| Work item |
Write out each line from the data below that includes the word "ApiContext".

| Listed entries |
=====

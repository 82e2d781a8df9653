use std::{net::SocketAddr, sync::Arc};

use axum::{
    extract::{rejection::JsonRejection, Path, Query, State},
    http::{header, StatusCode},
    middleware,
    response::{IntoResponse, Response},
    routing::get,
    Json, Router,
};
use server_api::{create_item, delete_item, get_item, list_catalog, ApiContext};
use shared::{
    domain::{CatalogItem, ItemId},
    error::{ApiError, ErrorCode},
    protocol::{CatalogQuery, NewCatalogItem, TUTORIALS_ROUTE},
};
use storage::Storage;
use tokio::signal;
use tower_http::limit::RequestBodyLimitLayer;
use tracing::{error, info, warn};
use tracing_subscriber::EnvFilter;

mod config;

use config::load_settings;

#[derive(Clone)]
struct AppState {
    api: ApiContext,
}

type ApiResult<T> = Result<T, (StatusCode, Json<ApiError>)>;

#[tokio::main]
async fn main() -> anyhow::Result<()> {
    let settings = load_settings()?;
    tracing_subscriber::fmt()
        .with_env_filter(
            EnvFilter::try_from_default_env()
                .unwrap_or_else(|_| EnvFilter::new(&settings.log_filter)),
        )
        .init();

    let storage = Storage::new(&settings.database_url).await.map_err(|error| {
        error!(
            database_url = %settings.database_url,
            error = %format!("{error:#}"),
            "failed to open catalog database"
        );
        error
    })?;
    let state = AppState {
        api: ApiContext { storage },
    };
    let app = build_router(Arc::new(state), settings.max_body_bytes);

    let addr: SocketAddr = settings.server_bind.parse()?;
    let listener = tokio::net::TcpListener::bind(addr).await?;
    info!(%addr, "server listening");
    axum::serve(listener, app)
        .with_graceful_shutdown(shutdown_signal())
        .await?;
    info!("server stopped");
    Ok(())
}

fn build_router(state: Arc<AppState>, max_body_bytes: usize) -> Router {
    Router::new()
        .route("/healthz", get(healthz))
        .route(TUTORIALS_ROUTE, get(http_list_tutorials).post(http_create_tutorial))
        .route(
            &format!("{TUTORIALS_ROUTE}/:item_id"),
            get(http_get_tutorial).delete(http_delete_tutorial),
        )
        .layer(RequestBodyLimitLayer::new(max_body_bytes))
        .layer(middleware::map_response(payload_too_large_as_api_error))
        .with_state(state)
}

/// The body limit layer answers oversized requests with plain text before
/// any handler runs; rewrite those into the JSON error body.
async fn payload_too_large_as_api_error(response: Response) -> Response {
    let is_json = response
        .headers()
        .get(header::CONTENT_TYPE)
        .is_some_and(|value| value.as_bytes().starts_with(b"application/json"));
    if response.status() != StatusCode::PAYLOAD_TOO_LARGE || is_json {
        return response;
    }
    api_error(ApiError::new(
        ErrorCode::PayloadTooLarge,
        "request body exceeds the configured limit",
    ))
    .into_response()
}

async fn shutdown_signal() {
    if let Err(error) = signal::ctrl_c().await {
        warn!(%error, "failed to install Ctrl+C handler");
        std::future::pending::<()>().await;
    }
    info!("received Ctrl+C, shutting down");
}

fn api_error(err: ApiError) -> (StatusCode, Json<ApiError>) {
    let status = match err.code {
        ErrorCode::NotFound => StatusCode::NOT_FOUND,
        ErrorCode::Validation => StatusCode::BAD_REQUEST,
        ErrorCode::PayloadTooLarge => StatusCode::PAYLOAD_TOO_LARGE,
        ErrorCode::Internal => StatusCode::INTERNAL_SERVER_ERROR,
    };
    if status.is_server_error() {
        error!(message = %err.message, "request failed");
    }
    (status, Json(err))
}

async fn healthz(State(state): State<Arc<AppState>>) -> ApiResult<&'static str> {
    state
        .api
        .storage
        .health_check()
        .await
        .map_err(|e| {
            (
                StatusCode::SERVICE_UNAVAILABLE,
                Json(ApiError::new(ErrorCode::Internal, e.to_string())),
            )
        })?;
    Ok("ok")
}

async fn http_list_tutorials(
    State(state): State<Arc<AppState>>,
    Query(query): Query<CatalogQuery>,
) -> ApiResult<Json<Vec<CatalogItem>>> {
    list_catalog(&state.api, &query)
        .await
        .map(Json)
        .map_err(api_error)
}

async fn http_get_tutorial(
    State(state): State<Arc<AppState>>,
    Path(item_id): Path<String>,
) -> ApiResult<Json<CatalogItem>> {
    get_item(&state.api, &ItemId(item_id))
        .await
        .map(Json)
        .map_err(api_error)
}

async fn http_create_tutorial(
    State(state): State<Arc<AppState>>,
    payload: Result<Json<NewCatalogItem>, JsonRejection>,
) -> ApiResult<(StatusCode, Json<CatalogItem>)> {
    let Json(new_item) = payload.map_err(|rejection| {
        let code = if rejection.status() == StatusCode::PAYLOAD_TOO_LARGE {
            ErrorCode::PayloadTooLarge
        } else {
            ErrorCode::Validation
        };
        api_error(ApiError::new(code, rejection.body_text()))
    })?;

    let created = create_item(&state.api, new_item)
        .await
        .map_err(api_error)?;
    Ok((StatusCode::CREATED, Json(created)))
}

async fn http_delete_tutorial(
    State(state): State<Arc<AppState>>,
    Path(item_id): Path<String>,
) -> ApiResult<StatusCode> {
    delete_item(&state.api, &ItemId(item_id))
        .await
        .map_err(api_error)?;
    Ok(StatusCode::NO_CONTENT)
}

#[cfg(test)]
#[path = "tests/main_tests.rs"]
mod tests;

=====

| Task output |
use server_api::{create_item, delete_item, get_item, list_catalog, ApiContext};
    api: ApiContext,
        api: ApiContext { storage },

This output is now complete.